I often ask myself why I used to get so angry about page 3 of The Sun back in the '70s when I was in my late teens and twenties and yet today if I happen on page 3 of this publication it just leaves me completely unmoved one way or the other. When I look back I think it was all to do with the very sexist climate that prevailed at the time. One of the offices I worked in, there were occasions that men would leave "girlie" magazines lying around from time to time. I reacted to them in several ways. I found them not only debasing but I know I wasn't alone in saying they made me feel uncomfortable and we were expected to shrug it off. Page 3 had the same effect and I can remember rowing with one boyfriend who had a page 3 calendar on his bedroom wall. When these issues were raised in the media, the response from the air head women who posed for these publications was usually something along the lines of "women who criticize us are obviously jealous" I remember at the time thinking they are so way off the mark, the reason we hate these publications is because the reduce the whole of women kind to sex objects and they must be thick if they chose not see that. Jealousy didn't come into it. I also hated the way women were used in say motor exhibitions, draped half naked across the bonnets of cars etc. Much has been written since about this kind of thing since and I think in retrospect most now agree it was indeed an awful era for the blatant sexism. Having said all that when I was reading about that horrible old sleaze bag Stuart Hall, the reporting about this case and others, the inference seemed to be this behaviour reflected a bygone era and everything is different now. Different yes, but better no. I would absolutely hate to be a teenage girl these days the pressure they seem to come under from their own peer group to perform all manner of sexual acts often caught on film is horrific. The internet as wonderful as it is, has opened the most awful can of worms as far as pornography is concerned. Reading about the two recent murder cases, Tia Sharp and April Jones, both the men convicted of these horrendous crimes had viewed child pornography. Why is it that the government can't or wont block these sites. I believe I read China blocks sites it doesn't want it's citizens to access, clearly it can be done. Google's complicity in this is far more shameful than their tax evasion. Why as a society do we tolerate it?
Going back to "lads' mags", yes I would like to lose them, but I think in the great scheme of things they are merely distasteful rather than pernicious. I wonder if our attitude to these magazines differs based on whether we are the mothers of sons rather than daughters. I am not trying to defend them, but they were something I had to get my head round when my boys were in their teens. Luckily my husband was very good at arbitrating between my annoyance and my older son having these publications lying round his room. He did this by pointing out that his nieces, my husband's older granddaughters, who are frequent visitors to our house might stumble upon them and would He want his little nieces looking at these half clad women in provocative poses and that usually got him to remove any calendars or pin ups off the wall at least. At the same time reminding me that teenage boys think about sex all the time and that they will look at this type of things and that was something I had to come to terms with. We always removed the worst of the "under the bed" publications, and they never asked where their stash had gone. I really liked Frank's post and again my husband's views on this subject are close to Frank's. He always told me he was embarrassed by a business partner who made salacious remarks about teenage girls when they both had teenage daughters themselves.
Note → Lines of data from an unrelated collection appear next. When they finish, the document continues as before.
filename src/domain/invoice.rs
use super::cnpj::Cnpj;
use super::money::Money;
use chrono::NaiveDate;
use serde::{Deserialize, Serialize};

/// An outstanding invoice owned by a company.
///
/// `liquid_value` stays `None` until the discount engine attaches the present value.
#[derive(Debug, Serialize, Deserialize, PartialEq, Clone)]
pub struct Invoice {
    pub cnpj: Cnpj,
    pub number: u32,
    pub face_value: Money,
    pub due_date: NaiveDate,
    #[serde(default, skip_serializing_if = "Option::is_none")]
    pub liquid_value: Option<Money>,
}

impl Invoice {
    pub fn new(cnpj: Cnpj, number: u32, face_value: Money, due_date: NaiveDate) -> Self {
        Self {
            cnpj,
            number,
            face_value,
            due_date,
            liquid_value: None,
        }
    }

    /// Whole days from `today` until the due date; negative once overdue.
    pub fn days_to_maturity(&self, today: NaiveDate) -> i64 {
        (self.due_date - today).num_days()
    }
}
use super::cnpj::Cnpj;
use super::company::Company;
use super::invoice::Invoice;
use crate::error::Result;
use async_trait::async_trait;
use chrono::{Local, NaiveDate};

#[async_trait]
pub trait CompanyStore: Send + Sync {
    async fn store(&self, company: Company) -> Result<()>;
    async fn get(&self, cnpj: &Cnpj) -> Result<Option<Company>>;
    /// Returns `false` when no company was registered under `cnpj`.
    async fn remove(&self, cnpj: &Cnpj) -> Result<bool>;
}

#[async_trait]
pub trait InvoiceStore: Send + Sync {
    async fn store(&self, invoice: Invoice) -> Result<()>;
    async fn get(&self, number: u32) -> Result<Option<Invoice>>;
    /// All invoices owned by `cnpj`, ordered by number.
    async fn find_by_company(&self, cnpj: &Cnpj) -> Result<Vec<Invoice>>;
    /// Invoices owned by `cnpj` among `numbers`, in the order of `numbers`.
    /// Unknown numbers are skipped.
    async fn find_by_numbers(&self, cnpj: &Cnpj, numbers: &[u32]) -> Result<Vec<Invoice>>;
    async fn remove(&self, number: u32) -> Result<bool>;
}

pub type CompanyStoreBox = Box<dyn CompanyStore>;
pub type InvoiceStoreBox = Box<dyn InvoiceStore>;

/// Source of the current calendar date.
pub trait Clock: Send + Sync {
    fn today(&self) -> NaiveDate;
}

pub type ClockBox = Box<dyn Clock>;

#[derive(Debug, Default, Clone, Copy)]
pub struct SystemClock;

impl Clock for SystemClock {
    fn today(&self) -> NaiveDate {
        Local::now().date_naive()
    }
}

/// A clock pinned to one date.
#[derive(Debug, Clone, Copy)]
pub struct FixedClock(pub NaiveDate);

impl Clock for FixedClock {
    fn today(&self) -> NaiveDate {
        self.0
    }
}
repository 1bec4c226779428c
//! Application layer orchestrating the domain rules over the storage ports.
//!
//! `AnticipationEngine` runs the staged eligibility pipeline and produces offers;
//! `Registry` maintains the companies and invoices it reads from.

pub mod eligibility;
pub mod engine;
pub mod registry;
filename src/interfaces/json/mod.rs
pub mod writer;
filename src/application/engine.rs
use super::eligibility;
use crate::domain::cnpj::Cnpj;
use crate::domain::discount;
use crate::domain::offer::Offer;
use crate::domain::ports::{ClockBox, CompanyStoreBox, InvoiceStoreBox};
use crate::error::{FintecError, Result};
use tracing::{debug, info};

/// Computes receivables-anticipation offers.
///
/// `AnticipationEngine` owns the lookup ports and a clock. It keeps no state
/// between requests, so concurrent calls need no coordination.
pub struct AnticipationEngine {
    company_store: CompanyStoreBox,
    invoice_store: InvoiceStoreBox,
    clock: ClockBox,
}

impl AnticipationEngine {
    /// Creates a new `AnticipationEngine` instance.
    ///
    /// # Arguments
    ///
    /// * `company_store` - Lookup for registered companies.
    /// * `invoice_store` - Lookup for outstanding invoices.
    /// * `clock` - Source of the date invoices are discounted against.
    pub fn new(
        company_store: CompanyStoreBox,
        invoice_store: InvoiceStoreBox,
        clock: ClockBox,
    ) -> Self {
        Self {
            company_store,
            invoice_store,
            clock,
        }
    }

    /// Validates the selection and returns the discounted offer.
    ///
    /// Stops at the first violated rule; no partial offer is ever returned.
    /// The only suspension points are the company and invoice lookups.
    pub async fn anticipate(&self, cnpj: &str, numbers: &[u32]) -> Result<Offer> {
        let today = self.clock.today();
        let cnpj = Cnpj::parse(cnpj)?;

        let company = self
            .company_store
            .get(&cnpj)
            .await?
            .ok_or_else(|| FintecError::CompanyNotFound(cnpj.to_string()))?;

        eligibility::reject_duplicates(numbers)?;
        let ceiling = eligibility::credit_ceiling(&company)?;
        debug!(%cnpj, %ceiling, "credit ceiling computed");
        eligibility::reject_empty(numbers)?;

        let invoices = self.invoice_store.find_by_numbers(&cnpj, numbers).await?;
        debug!(%cnpj, requested = numbers.len(), resolved = invoices.len(), "invoices resolved");
        eligibility::validate_resolved(&invoices, ceiling, today)?;

        let discounted = discount::discount(invoices, today)?;
        let offer = Offer::assemble(&company, &discounted, ceiling)?;

        info!(
            %cnpj,
            invoices = offer.invoices.len(),
            total_face_value = %offer.total_face_value,
            total_liquid_value = %offer.total_liquid_value,
            "anticipation offer computed"
        );
        Ok(offer)
    }
}
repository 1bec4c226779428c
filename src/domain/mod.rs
//! Domain model: identifiers, money, companies, invoices, and the pure
//! credit and discount rules, plus the ports the application layer consumes.

pub mod cnpj;
pub mod company;
pub mod credit;
pub mod discount;
pub mod invoice;
pub mod money;
pub mod offer;
pub mod ports;
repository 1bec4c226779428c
pub mod record_reader;
use chrono::NaiveDate;
use fintec::domain::cnpj::Cnpj;
use fintec::domain::company::{Company, Sector};
use fintec::domain::invoice::Invoice;
use fintec::domain::money::Money;
use fintec::domain::ports::{CompanyStoreBox, InvoiceStoreBox};
use fintec::infrastructure::in_memory::{InMemoryCompanyStore, InMemoryInvoiceStore};
use rust_decimal_macros::dec;

#[tokio::test]
async fn test_stores_as_trait_objects() {
    let company_store: CompanyStoreBox = Box::new(InMemoryCompanyStore::new());
    let invoice_store: InvoiceStoreBox = Box::new(InMemoryInvoiceStore::new());

    let cnpj = Cnpj::parse("11222333000181").unwrap();
    let company = Company::new(cnpj.clone(), "Acme", Money::new(dec!(60000)), Sector::Services);
    let invoice = Invoice::new(
        cnpj.clone(),
        1,
        Money::new(dec!(1000)),
        NaiveDate::from_ymd_opt(2025, 2, 9).unwrap(),
    );

    // Verify Send + Sync by spawning tasks
    let lookup = cnpj.clone();
    let company_handle = tokio::spawn(async move {
        company_store.store(company).await.unwrap();
        company_store.get(&lookup).await.unwrap().unwrap()
    });

    let invoice_handle = tokio::spawn(async move {
        invoice_store.store(invoice).await.unwrap();
        invoice_store.find_by_numbers(&cnpj, &[1]).await.unwrap()
    });

    let retrieved_company = company_handle.await.unwrap();
    assert_eq!(retrieved_company.name, "Acme");

    let retrieved_invoices = invoice_handle.await.unwrap();
    assert_eq!(retrieved_invoices.len(), 1);
}
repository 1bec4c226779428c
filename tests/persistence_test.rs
#![cfg(feature = "storage-rocksdb")]

mod common;

use assert_cmd::cargo_bin;
use std::process::Command;
use tempfile::tempdir;

#[test]
fn test_rocksdb_persistence_recovery() {
    let dir = tempdir().unwrap();
    let db_path = dir.path().join("test_db");
    let (companies, invoices) = common::default_fixtures().unwrap();

    // 1. First run: seed the database and list what was stored
    let mut cmd1 = Command::new(cargo_bin!("fintec"));
    cmd1.arg("--db-path")
        .arg(&db_path)
        .arg("--companies")
        .arg(companies.path())
        .arg("--invoices")
        .arg(invoices.path())
        .arg("--today")
        .arg(common::TODAY)
        .args(["invoices", common::ACME]);

    let output1 = cmd1.output().expect("Failed to execute command");
    assert!(output1.status.success());
    let stdout1 = String::from_utf8_lossy(&output1.stdout);
    assert!(stdout1.contains("\"number\": 3"));

    // 2. Second run: no seed files, data must come from the database
    let mut cmd2 = Command::new(cargo_bin!("fintec"));
    cmd2.arg("--db-path")
        .arg(&db_path)
        .arg("--today")
        .arg(common::TODAY)
        .args(["anticipate", "--cnpj", common::ACME, "1,2"]);

    let output2 = cmd2.output().expect("Failed to execute command");
    assert!(output2.status.success());
    let offer: serde_json::Value = serde_json::from_slice(&output2.stdout).unwrap();
    assert_eq!(offer["total_face_value"], "25000");

    // 3. Removal persists as well
    let mut cmd3 = Command::new(cargo_bin!("fintec"));
    cmd3.arg("--db-path").arg(&db_path).args(["remove-invoice", "1"]);
    assert!(cmd3.output().unwrap().status.success());

    let mut cmd4 = Command::new(cargo_bin!("fintec"));
    cmd4.arg("--db-path").arg(&db_path).args(["remove-invoice", "1"]);
    assert!(!cmd4.output().unwrap().status.success());
}
use super::cnpj::Cnpj;
use super::company::Company;
use super::invoice::Invoice;
use super::money::Money;
use crate::error::{FintecError, Result};
use serde::{Deserialize, Serialize};

#[derive(Debug, Serialize, Deserialize, PartialEq, Clone)]
pub struct OfferItem {
    pub number: u32,
    pub face_value: Money,
    pub liquid_value: Money,
}

/// The advisory anticipation offer returned to the caller.
#[derive(Debug, Serialize, Deserialize, PartialEq, Clone)]
pub struct Offer {
    pub company_name: String,
    pub cnpj: Cnpj,
    pub credit_limit: Money,
    pub invoices: Vec<OfferItem>,
    pub total_face_value: Money,
    pub total_liquid_value: Money,
}

impl Offer {
    /// Builds the offer from already discounted invoices.
    ///
    /// Totals are plain sums of the per-invoice values; no further rounding.
    pub fn assemble(company: &Company, invoices: &[Invoice], credit_limit: Money) -> Result<Self> {
        let items = invoices
            .iter()
            .map(|invoice| {
                let liquid_value = invoice
                    .liquid_value
                    .ok_or(FintecError::UndiscountedInvoice(invoice.number))?;
                Ok(OfferItem {
                    number: invoice.number,
                    face_value: invoice.face_value,
                    liquid_value,
                })
            })
            .collect::<Result<Vec<_>>>()?;

        let total_face_value: Money = items.iter().map(|item| item.face_value).sum();
        let total_liquid_value: Money = items.iter().map(|item| item.liquid_value).sum();

        Ok(Self {
            company_name: company.name.clone(),
            cnpj: company.cnpj.clone(),
            credit_limit,
            invoices: items,
            total_face_value,
            total_liquid_value,
        })
    }
}
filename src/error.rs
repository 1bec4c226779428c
use crate::domain::money::Money;
use thiserror::Error;

#[derive(Error, Debug)]
pub enum FintecError {
    #[error("Invalid CNPJ: '{0}'")]
    InvalidIdentifier(String),
    #[error("Company with CNPJ {0} not found")]
    CompanyNotFound(String),
    #[error("Company with CNPJ {0} is already registered")]
    CompanyAlreadyRegistered(String),
    #[error("Company name is required")]
    MissingCompanyName,
    #[error("Monthly revenue must be positive")]
    InvalidRevenue,

    #[error("Invoice number must be greater than zero")]
    InvalidInvoiceNumber,
    #[error("Invoice {0} is already registered")]
    InvoiceAlreadyRegistered(u32),
    #[error("Invoice {0} not found")]
    InvoiceNotFound(u32),

    #[error("Invoice selection contains duplicate numbers")]
    DuplicateInvoiceSelection,
    #[error("Monthly revenue of {0} is insufficient for anticipation (must exceed 10000)")]
    InsufficientRevenue(Money),
    #[error("Credit limit of {0} is below the minimum required for anticipation")]
    CreditLimitTooLow(Money),
    #[error("Invoice selection is empty")]
    EmptySelection,
    #[error("No invoices found for the given numbers")]
    NoInvoicesFound,
    #[error("Invoice {0} has an invalid face value")]
    InvalidFaceValue(u32),
    #[error("Invoice {0} is past its due date")]
    ExpiredInvoice(u32),
    #[error("Invoice total {total} exceeds credit limit {limit}")]
    CreditLimitExceeded { total: Money, limit: Money },
    #[error("Discounting invoice {0} overflowed")]
    DiscountOverflow(u32),
    #[error("Invoice {0} has not been discounted")]
    UndiscountedInvoice(u32),

    #[error("Lookup failure: {0}")]
    LookupFailure(#[source] Box<dyn std::error::Error + Send + Sync>),
    #[error("CSV error: {0}")]
    CsvError(#[from] csv::Error),
    #[error("IO error: {0}")]
    IoError(#[from] std::io::Error),
}

impl FintecError {
    pub fn lookup<E>(err: E) -> Self
    where
        E: Into<Box<dyn std::error::Error + Send + Sync>>,
    {
        Self::LookupFailure(err.into())
    }
}

#[cfg(feature = "storage-rocksdb")]
impl From<rocksdb::Error> for FintecError {
    fn from(err: rocksdb::Error) -> Self {
        Self::lookup(err)
    }
}

pub type Result<T> = std::result::Result<T, FintecError>;
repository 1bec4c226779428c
//! Input and output adapters for the CLI: CSV seed files in, JSON out.

pub mod csv;
pub mod json;
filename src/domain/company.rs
use super::cnpj::Cnpj;
use super::money::Money;
use serde::{Deserialize, Serialize};

/// Coarse business classification driving the credit-limit percentages.
///
/// Accepts the legacy numeric codes (`1` = services, `2` = products) on input.
#[derive(Debug, Serialize, Deserialize, PartialEq, Eq, Clone, Copy, Hash)]
#[serde(rename_all = "lowercase")]
pub enum Sector {
    #[serde(alias = "1")]
    Services,
    #[serde(alias = "2")]
    Products,
}

/// A registered company, identified by its CNPJ.
#[derive(Debug, Serialize, Deserialize, PartialEq, Clone)]
pub struct Company {
    pub cnpj: Cnpj,
    pub name: String,
    pub monthly_revenue: Money,
    pub sector: Sector,
}

impl Company {
    pub fn new(
        cnpj: Cnpj,
        name: impl Into<String>,
        monthly_revenue: Money,
        sector: Sector,
    ) -> Self {
        Self {
            cnpj,
            name: name.into(),
            monthly_revenue,
            sector,
        }
    }
}

#[cfg(test)]
mod tests {
    use super::*;
    use rust_decimal_macros::dec;

    #[test]
    fn test_company_deserialization_normalizes_cnpj() {
        let csv = "cnpj,name,monthly_revenue,sector\n11.222.333/0001-81,Acme,60000.00,services";
        let mut reader = csv::Reader::from_reader(csv.as_bytes());
        let company: Company = reader.deserialize().next().unwrap().unwrap();

        assert_eq!(company.cnpj.as_str(), "11222333000181");
        assert_eq!(company.monthly_revenue, Money::new(dec!(60000.00)));
        assert_eq!(company.sector, Sector::Services);
    }

    #[test]
    fn test_sector_accepts_numeric_codes() {
        assert_eq!(serde_json::from_str::<Sector>("\"1\"").unwrap(), Sector::Services);
        assert_eq!(serde_json::from_str::<Sector>("\"2\"").unwrap(), Sector::Products);
        assert_eq!(serde_json::from_str::<Sector>("\"products\"").unwrap(), Sector::Products);
        assert!(serde_json::from_str::<Sector>("\"3\"").is_err());
    }
}
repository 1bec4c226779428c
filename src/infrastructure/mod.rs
pub mod in_memory;
#[cfg(feature = "storage-rocksdb")]
pub mod rocksdb;
use anyhow::{Result, anyhow};

use subprocess::{Popen, PopenConfig, ExitStatus, Redirection};
use tempfile::Builder;
use std::{fs, time::Duration};

/// Result of one solver invocation.
pub struct RunResult {
    /// The instance text the solver was given.
    #[allow(dead_code)]
    pub input: String,
    /// Whatever the solver printed on stdout.
    pub output: String,
    /// `true` if the solver exited with status 0.
    pub clean_exit: bool,
    /// `true` if the solver finished before the timeout.
    pub termination: bool,
}

/// Run a solver on an instance for a bounded number of seconds.
///
/// # Arguments
/// - `solver`: path to the solver binary to invoke
/// - `instance`: the *raw problem text*, not a file, to hand it
/// - `timeout`: number of seconds before we kill the solver; defaults to 5
///
/// # Notes
/// We will *ignore* stderr and *return* stdout.
///
/// # Returns
/// The solver's output, plus whether it exited at all and whether it
/// exited cleanly.
pub fn run(solver: &str, instance: &str, timeout: Option<u64>) -> Result<RunResult> {
    // Dump the instance to a temporary file; some solvers sniff the
    // extension to pick their input language
    let file = Builder::new().suffix(".smt25").tempfile()?;
    fs::write(&file, instance)?;

    // Run the solver for a bounded number of seconds
    let mut p = Popen::create(
        &[solver,
          file.path().to_str().ok_or(
              anyhow!("Unable to coerce temp path into string."))?],
        PopenConfig {
            stdout: Redirection::Pipe,
            ..Default::default()
        },
    )?;

    // Obtain the output from the standard streams.
    let mut communicator = p.communicate_start(None);
    communicator = communicator.limit_time(Duration::from_secs(timeout.unwrap_or(5)));
    let read = communicator.read_string();

    let output = (if let Ok((res, _)) = read {
        res
    } else if let Err(err) = read {
        err.capture.0.map(|f| String::from_utf8_lossy(&f).into_owned())
    } else {
        unreachable!()
    }).ok_or(anyhow!("Unable to parse the output streams from process."))?;

    let (termination, clean_exit) =
        if let Some(exit_status) = p.poll() {
            match exit_status {
                ExitStatus::Exited(s) => (true, s == 0),
                _ => (true, false)
            }
        } else {
            p.terminate()?;
            (false, true)
        };

    Ok(RunResult {
        input: instance.into(),
        output,
        clean_exit,
        termination
    })
}
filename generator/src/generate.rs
//! Dialect-aware serialization of formula trees to SMT-LIB text, one
//! top-level expression per line.

use std::fmt;
use std::fs;
use std::path::Path;
use std::str::FromStr;

use crate::ast::{Ast, Expr, ExprKind, Literal, Node};
use crate::error::Error;
use crate::scanner::Charset;

#[derive(Clone, Copy, Debug, Eq, PartialEq)]
pub enum Dialect {
    /// SMT-LIB 2.0 core, no string theory.
    Smt20,
    /// The pre-standard 2.0 string extension (`Concat`, `CharAt`, ...).
    Smt20String,
    /// The 2.5-era string theory (`str.++`, `str.at`, ...).
    Smt25String,
}

impl fmt::Display for Dialect {
    fn fmt(&self, f: &mut fmt::Formatter<'_>) -> fmt::Result {
        let name = match self {
            Dialect::Smt20 => "smt20",
            Dialect::Smt20String => "smt20-string",
            Dialect::Smt25String => "smt25-string",
        };
        write!(f, "{}", name)
    }
}

impl FromStr for Dialect {
    type Err = String;

    fn from_str(s: &str) -> Result<Self, Self::Err> {
        match s {
            "smt20" => Ok(Dialect::Smt20),
            "smt20-string" => Ok(Dialect::Smt20String),
            "smt25-string" => Ok(Dialect::Smt25String),
            other => Err(format!("unknown dialect `{}`", other)),
        }
    }
}

pub struct Generator<'a> {
    charset: &'a Charset,
    dialect: Dialect,
}

impl<'a> Generator<'a> {
    pub fn new(charset: &'a Charset, dialect: Dialect) -> Self {
        Self { charset, dialect }
    }

    /// Serialize a whole problem, newline-joined. Fails without partial
    /// output on the first construct the dialect cannot express.
    pub fn generate(&self, ast: &Ast) -> Result<String, Error> {
        let lines = ast
            .iter()
            .map(|expr| self.expr(expr))
            .collect::<Result<Vec<_>, _>>()?;
        Ok(lines.join("\n"))
    }

    /// Serialize, then create/truncate `path` and write the text in one
    /// operation. Serialization completes before the file is touched, so
    /// a generation failure leaves no file behind.
    pub fn generate_file<P: AsRef<Path>>(&self, ast: &Ast, path: P) -> Result<(), Error> {
        let text = self.generate(ast)?;
        fs::write(path, text)?;
        Ok(())
    }

    fn expr(&self, expr: &Expr) -> Result<String, Error> {
        let mut components = vec![String::from(self.operator(&expr.kind)?)];
        for child in &expr.body {
            components.push(self.node(child)?);
        }
        Ok(format!("({})", components.join(" ")))
    }

    /// Operator-token lookup. The special forms are dialect-keyed; any
    /// other expression uses its own symbol verbatim.
    fn operator<'k>(&self, kind: &'k ExprKind) -> Result<&'k str, Error> {
        let unsupported = || Error::NotSupported {
            kind: kind.clone(),
            dialect: self.dialect,
        };
        match kind {
            ExprKind::Other(symbol) => Ok(symbol),
            ExprKind::Concat => match self.dialect {
                Dialect::Smt20String => Ok("Concat"),
                Dialect::Smt25String => Ok("str.++"),
                _ => Err(unsupported()),
            },
            ExprKind::At => match self.dialect {
                Dialect::Smt20String => Ok("CharAt"),
                Dialect::Smt25String => Ok("str.at"),
                _ => Err(unsupported()),
            },
            ExprKind::Length => match self.dialect {
                Dialect::Smt20String => Ok("Length"),
                Dialect::Smt25String => Ok("str.len"),
                _ => Err(unsupported()),
            },
            // No dialect here has regex syntax.
            ExprKind::ReConcat => Err(unsupported()),
        }
    }

    fn node(&self, node: &Node) -> Result<String, Error> {
        match node {
            Node::Expr(expr) => self.expr(expr),
            Node::Literal(lit) => Ok(self.literal(lit)),
            Node::Identifier(name) => Ok(name.clone()),
            Node::Sort(sort) => Ok(sort.clone()),
            Node::Args => Ok(String::from("()")),
        }
    }

    fn literal(&self, lit: &Literal) -> String {
        match lit {
            Literal::Str(value) => self.encode_string(value),
            Literal::Bool(value) => value.to_string(),
            Literal::Int(value) => value.to_string(),
        }
    }

    pub fn encode_string(&self, s: &str) -> String {
        let mut encoded = String::with_capacity(s.len() + 2);
        encoded.push('"');
        for c in s.chars() {
            self.encode_char(&mut encoded, c);
        }
        encoded.push('"');
        encoded
    }

    /// Per-character encoding. Precedence: quote, backslash, whitespace
    /// set, alphabet membership; everything else passes through.
    ///
    /// The hex escape is two digits wide, so code points above U+00FF
    /// are truncated to their low byte. That matches the syntax the
    /// dialects accept and is a known, deliberate loss.
    pub fn encode_char(&self, out: &mut String, c: char) {
        if c == '"' {
            out.push_str(if self.dialect == Dialect::Smt25String {
                "\"\""
            } else {
                "\\\""
            });
        } else if c == '\\' {
            out.push_str("\\\\");
        } else if self.charset.is_whitespace(c) {
            match c {
                ' ' => out.push(' '),
                '\t' => out.push_str("\\t"),
                '\n' => out.push_str("\\n"),
                '\r' => out.push_str("\\r"),
                _ => out.push_str(&format!("\\x{:02x}", c as u32 & 0xff)),
            }
        } else if !self.charset.in_alphabet(c) {
            out.push_str(&format!("\\x{:02x}", c as u32 & 0xff));
        } else {
            out.push(c);
        }
    }
}

/// One-shot serialization with the default character sets.
pub fn generate(ast: &Ast, dialect: Dialect) -> Result<String, Error> {
    Generator::new(&Charset::default(), dialect).generate(ast)
}

/// One-shot file output with the default character sets.
pub fn generate_file<P: AsRef<Path>>(ast: &Ast, dialect: Dialect, path: P) -> Result<(), Error> {
    Generator::new(&Charset::default(), dialect).generate_file(ast, path)
}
It's always been a problem for me to come to terms with the fact that there are women around today, some very successful, who delight in objectifying themselves. There was a concert at Twickenham at the week-end which was supposed to have something to do with the empowerment of women and therefore it's somewhat of a paradox to have Beyonce and Jennifer Lopez strutting around with very little on. What the hell has that got to do with the empowerment of women? I do not buy into that concept that their record company expects them to dress like this, I'd say those two singers mentioned along with Rhianna, Lady GaGa and Madonna before them have always micro managed their own image and they present themselves like this because they want to. To dedicate a concert to the empowerment of women whilst performing half naked strikes me as being pretty disingenuous, particularly when there will be girls who will be dressing like this against their will because they are trafficked and forced to work in the sex industry.
In conclusion I'd be happy to get rid of lad's mags and whilst we are about it perhaps we could get rid of some of these lap dancing clubs that proliferate ordinary high streets these days, maybe there is a place for them but not in our faces please and neither this government or the last did anything about getting these establishments re classified and off our high streets.